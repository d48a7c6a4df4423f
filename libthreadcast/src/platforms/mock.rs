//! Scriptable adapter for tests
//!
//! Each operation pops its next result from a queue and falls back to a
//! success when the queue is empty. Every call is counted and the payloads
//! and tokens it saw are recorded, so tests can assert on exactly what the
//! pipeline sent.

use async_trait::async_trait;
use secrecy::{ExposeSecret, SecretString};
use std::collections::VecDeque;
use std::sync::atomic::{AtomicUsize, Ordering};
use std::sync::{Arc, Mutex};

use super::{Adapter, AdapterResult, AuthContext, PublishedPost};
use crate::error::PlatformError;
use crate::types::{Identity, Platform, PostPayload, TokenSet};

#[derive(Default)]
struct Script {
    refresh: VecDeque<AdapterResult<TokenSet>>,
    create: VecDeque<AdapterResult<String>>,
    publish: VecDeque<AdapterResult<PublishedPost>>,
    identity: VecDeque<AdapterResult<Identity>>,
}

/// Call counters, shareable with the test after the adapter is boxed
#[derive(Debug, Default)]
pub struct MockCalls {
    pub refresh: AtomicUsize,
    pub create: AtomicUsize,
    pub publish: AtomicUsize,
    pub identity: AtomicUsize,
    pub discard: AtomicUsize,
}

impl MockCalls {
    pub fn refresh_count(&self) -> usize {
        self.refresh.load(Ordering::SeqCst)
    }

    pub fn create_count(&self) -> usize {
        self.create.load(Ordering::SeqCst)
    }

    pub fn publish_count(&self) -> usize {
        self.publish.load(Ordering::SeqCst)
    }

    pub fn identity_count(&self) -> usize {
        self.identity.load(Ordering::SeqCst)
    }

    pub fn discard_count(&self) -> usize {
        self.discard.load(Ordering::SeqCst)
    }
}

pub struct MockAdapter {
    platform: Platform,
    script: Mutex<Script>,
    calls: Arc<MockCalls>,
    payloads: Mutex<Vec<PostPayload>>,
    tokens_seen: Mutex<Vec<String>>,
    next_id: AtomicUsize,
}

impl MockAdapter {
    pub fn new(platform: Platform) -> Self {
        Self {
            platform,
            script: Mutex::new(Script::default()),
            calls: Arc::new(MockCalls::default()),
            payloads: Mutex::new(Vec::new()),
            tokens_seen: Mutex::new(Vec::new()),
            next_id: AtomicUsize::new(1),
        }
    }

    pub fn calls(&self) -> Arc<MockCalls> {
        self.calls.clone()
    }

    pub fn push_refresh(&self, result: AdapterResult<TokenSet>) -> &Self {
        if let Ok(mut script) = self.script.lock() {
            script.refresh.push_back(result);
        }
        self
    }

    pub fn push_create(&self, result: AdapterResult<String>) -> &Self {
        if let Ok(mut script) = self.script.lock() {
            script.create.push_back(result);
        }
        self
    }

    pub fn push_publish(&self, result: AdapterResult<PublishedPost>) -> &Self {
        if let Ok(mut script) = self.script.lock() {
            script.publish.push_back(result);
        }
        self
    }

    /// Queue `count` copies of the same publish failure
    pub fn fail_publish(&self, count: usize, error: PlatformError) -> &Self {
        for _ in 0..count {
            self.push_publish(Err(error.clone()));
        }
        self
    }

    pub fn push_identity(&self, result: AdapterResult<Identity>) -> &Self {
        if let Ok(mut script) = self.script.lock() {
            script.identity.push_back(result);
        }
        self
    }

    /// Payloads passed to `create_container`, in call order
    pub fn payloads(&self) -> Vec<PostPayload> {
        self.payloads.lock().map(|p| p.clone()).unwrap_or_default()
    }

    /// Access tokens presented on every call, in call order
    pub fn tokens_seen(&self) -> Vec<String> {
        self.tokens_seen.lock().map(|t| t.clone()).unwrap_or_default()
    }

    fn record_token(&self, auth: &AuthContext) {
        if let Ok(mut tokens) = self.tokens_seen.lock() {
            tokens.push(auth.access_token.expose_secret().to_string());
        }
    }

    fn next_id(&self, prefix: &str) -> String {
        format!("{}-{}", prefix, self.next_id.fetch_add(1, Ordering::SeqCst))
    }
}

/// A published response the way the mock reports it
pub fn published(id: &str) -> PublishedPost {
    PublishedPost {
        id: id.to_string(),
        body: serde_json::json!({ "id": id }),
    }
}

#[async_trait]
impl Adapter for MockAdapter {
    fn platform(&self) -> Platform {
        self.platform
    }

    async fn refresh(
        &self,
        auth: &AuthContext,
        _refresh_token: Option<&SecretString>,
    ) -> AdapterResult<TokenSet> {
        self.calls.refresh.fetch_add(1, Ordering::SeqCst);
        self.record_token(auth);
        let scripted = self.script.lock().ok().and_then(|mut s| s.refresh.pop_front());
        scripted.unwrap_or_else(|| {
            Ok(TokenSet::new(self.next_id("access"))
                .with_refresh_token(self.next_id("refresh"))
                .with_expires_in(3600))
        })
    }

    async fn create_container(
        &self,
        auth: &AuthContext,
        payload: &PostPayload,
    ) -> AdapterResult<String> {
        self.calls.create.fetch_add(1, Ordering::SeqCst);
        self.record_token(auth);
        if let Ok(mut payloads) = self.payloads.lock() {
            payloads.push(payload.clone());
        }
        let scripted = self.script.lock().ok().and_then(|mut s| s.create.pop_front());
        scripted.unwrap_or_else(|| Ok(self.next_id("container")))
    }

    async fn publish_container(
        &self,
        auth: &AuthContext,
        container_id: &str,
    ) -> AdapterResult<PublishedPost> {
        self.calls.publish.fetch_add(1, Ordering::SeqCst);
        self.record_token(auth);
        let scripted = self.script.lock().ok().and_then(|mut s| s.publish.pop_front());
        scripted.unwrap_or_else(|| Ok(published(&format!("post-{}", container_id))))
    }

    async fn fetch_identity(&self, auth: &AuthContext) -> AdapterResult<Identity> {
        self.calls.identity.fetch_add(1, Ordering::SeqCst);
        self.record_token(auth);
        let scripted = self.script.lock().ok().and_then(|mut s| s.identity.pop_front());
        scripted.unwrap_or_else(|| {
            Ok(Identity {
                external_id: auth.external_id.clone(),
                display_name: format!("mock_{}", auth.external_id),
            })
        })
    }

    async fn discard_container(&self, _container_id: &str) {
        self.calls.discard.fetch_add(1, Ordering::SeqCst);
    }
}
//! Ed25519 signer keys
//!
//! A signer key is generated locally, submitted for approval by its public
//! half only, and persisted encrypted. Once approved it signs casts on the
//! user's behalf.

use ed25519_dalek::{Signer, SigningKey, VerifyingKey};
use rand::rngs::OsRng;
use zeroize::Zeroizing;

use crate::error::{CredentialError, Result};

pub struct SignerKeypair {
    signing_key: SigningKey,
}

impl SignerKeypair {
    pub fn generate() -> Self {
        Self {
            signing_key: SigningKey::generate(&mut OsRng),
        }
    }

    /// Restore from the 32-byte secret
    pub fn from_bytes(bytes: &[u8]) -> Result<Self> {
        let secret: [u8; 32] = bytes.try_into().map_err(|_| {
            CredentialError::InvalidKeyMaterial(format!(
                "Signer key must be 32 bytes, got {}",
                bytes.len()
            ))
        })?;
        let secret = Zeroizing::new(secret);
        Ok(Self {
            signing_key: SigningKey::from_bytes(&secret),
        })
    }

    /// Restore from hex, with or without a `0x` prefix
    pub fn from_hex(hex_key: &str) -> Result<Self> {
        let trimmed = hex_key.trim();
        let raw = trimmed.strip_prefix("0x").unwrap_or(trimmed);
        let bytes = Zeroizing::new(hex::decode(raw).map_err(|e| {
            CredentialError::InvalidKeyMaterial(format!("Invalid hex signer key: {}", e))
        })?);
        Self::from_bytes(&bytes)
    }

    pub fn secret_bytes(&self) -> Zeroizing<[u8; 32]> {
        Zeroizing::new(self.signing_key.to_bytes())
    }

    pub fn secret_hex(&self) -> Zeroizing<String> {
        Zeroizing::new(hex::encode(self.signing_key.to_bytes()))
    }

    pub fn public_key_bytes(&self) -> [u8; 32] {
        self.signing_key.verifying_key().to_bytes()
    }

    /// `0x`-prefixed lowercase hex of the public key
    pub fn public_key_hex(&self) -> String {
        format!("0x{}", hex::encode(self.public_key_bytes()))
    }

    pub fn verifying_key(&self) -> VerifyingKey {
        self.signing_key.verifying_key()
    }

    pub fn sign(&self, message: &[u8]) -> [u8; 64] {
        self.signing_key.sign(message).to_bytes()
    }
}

---

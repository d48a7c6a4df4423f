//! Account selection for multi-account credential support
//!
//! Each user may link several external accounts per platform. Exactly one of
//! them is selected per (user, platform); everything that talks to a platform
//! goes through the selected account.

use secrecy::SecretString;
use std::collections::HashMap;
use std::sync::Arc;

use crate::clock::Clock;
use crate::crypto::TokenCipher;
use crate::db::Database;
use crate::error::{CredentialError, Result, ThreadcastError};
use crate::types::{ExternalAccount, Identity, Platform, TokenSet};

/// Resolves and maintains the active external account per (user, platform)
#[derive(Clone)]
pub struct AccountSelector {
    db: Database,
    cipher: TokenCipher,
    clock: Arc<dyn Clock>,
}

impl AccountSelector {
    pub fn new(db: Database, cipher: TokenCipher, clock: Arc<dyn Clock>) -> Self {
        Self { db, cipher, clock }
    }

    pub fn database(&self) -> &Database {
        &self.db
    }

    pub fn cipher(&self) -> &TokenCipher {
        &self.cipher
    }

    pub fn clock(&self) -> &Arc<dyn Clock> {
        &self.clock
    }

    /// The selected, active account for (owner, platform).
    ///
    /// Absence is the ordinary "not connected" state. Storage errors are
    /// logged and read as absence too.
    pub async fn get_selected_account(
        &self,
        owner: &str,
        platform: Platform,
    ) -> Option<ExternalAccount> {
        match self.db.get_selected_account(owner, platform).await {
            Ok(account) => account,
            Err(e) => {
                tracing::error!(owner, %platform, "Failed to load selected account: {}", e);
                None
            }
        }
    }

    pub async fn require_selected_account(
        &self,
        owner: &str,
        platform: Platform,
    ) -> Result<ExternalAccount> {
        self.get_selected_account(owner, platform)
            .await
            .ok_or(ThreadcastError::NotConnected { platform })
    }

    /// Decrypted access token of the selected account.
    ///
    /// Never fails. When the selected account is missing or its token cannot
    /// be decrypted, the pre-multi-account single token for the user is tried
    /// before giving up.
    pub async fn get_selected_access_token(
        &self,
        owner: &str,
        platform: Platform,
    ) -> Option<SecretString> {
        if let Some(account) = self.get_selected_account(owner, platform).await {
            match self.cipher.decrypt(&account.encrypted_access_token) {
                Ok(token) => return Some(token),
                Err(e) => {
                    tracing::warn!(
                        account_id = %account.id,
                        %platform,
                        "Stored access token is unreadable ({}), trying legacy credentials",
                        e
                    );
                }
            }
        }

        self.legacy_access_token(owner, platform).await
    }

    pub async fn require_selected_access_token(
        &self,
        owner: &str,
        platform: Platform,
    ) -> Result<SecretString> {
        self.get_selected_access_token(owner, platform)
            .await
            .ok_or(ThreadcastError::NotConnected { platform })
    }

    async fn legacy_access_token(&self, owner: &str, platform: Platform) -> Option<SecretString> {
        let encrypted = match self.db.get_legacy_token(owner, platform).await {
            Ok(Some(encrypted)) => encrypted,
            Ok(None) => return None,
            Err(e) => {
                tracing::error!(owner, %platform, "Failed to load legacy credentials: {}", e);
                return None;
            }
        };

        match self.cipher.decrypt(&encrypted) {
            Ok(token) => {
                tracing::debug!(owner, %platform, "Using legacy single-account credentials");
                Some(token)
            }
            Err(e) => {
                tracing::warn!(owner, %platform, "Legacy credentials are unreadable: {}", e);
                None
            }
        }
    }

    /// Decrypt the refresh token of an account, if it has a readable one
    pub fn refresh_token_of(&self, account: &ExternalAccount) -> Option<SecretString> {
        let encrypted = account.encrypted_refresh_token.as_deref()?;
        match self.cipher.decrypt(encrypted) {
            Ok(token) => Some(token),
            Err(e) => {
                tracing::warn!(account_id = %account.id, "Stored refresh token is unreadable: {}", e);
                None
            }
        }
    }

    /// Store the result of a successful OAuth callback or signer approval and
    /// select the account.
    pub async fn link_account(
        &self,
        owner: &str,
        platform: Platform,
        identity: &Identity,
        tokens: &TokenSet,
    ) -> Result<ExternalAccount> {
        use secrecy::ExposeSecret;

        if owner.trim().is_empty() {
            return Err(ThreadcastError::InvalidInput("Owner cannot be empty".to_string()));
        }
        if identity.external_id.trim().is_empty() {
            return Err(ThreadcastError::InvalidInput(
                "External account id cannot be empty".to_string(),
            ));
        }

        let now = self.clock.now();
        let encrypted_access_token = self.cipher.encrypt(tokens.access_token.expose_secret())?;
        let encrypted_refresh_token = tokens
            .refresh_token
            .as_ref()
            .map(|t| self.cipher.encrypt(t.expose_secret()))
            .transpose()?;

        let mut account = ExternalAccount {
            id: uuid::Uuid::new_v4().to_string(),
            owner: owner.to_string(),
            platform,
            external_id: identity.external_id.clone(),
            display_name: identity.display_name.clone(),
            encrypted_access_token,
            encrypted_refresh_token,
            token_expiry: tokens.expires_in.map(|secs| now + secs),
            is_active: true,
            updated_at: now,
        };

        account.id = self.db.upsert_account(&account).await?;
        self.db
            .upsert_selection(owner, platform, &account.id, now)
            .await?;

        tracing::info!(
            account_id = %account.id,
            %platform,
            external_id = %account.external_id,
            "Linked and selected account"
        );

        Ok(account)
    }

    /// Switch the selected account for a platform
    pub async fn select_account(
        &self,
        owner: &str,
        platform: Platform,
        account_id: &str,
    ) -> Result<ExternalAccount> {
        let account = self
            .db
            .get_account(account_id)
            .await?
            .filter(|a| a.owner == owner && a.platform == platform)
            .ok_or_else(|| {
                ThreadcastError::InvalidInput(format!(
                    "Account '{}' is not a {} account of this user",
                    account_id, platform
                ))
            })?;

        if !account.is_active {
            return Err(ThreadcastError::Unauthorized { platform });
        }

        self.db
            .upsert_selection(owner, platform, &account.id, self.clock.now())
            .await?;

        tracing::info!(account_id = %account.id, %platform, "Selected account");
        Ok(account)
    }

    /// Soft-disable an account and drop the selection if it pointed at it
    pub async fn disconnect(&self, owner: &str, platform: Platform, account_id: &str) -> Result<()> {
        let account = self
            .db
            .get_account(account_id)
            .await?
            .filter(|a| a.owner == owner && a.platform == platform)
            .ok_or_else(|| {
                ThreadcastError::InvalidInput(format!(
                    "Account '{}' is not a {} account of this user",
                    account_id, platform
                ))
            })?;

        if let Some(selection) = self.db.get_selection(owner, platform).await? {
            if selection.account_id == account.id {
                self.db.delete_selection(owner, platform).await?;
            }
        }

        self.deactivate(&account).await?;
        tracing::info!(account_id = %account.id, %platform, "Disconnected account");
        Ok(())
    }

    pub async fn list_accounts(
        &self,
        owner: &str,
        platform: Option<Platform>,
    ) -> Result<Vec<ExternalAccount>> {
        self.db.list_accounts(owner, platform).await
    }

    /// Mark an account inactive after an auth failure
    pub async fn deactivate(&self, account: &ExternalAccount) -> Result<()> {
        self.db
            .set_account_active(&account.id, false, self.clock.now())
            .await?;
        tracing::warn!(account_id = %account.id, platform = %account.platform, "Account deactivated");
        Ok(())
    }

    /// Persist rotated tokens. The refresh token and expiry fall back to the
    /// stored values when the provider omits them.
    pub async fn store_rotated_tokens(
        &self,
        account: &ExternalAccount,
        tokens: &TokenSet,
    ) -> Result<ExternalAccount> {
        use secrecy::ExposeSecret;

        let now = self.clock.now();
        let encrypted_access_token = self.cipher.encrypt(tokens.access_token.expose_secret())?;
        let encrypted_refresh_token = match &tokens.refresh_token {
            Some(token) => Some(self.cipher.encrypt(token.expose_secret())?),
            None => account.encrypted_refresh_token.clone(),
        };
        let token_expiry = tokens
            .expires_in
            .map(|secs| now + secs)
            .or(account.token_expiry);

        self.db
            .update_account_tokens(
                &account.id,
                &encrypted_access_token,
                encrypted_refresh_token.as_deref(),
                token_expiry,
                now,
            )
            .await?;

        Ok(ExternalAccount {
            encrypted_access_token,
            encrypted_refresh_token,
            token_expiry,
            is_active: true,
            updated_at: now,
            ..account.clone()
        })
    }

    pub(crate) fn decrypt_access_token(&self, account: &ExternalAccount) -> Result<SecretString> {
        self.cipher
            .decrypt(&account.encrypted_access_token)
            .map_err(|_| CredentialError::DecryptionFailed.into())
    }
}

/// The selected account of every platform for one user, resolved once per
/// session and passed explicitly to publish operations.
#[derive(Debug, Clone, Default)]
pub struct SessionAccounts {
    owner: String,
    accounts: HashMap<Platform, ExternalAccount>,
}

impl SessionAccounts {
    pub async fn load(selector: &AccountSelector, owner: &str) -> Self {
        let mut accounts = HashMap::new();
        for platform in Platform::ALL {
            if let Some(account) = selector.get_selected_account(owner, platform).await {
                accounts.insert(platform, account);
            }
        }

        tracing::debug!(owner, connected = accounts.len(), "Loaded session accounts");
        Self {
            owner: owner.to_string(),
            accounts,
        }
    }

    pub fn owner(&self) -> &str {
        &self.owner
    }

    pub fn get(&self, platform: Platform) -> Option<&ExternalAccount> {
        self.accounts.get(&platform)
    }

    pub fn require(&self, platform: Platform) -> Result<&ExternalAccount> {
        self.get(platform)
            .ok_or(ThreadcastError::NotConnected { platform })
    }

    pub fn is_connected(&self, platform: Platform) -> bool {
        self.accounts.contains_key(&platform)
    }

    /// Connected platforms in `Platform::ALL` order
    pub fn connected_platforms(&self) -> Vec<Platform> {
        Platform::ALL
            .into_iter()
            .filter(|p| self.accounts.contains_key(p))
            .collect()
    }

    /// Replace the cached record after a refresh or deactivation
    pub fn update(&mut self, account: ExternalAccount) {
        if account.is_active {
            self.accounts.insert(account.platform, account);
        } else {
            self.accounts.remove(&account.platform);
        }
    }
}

EXERCISE BRIEF: Whenever the string "message" turns up in a line of the data, copy that line.

SOLUTION TO THIS EXERCISE:
    pub fn sign(&self, message: &[u8]) -> [u8; 64] {
        self.signing_key.sign(message).to_bytes()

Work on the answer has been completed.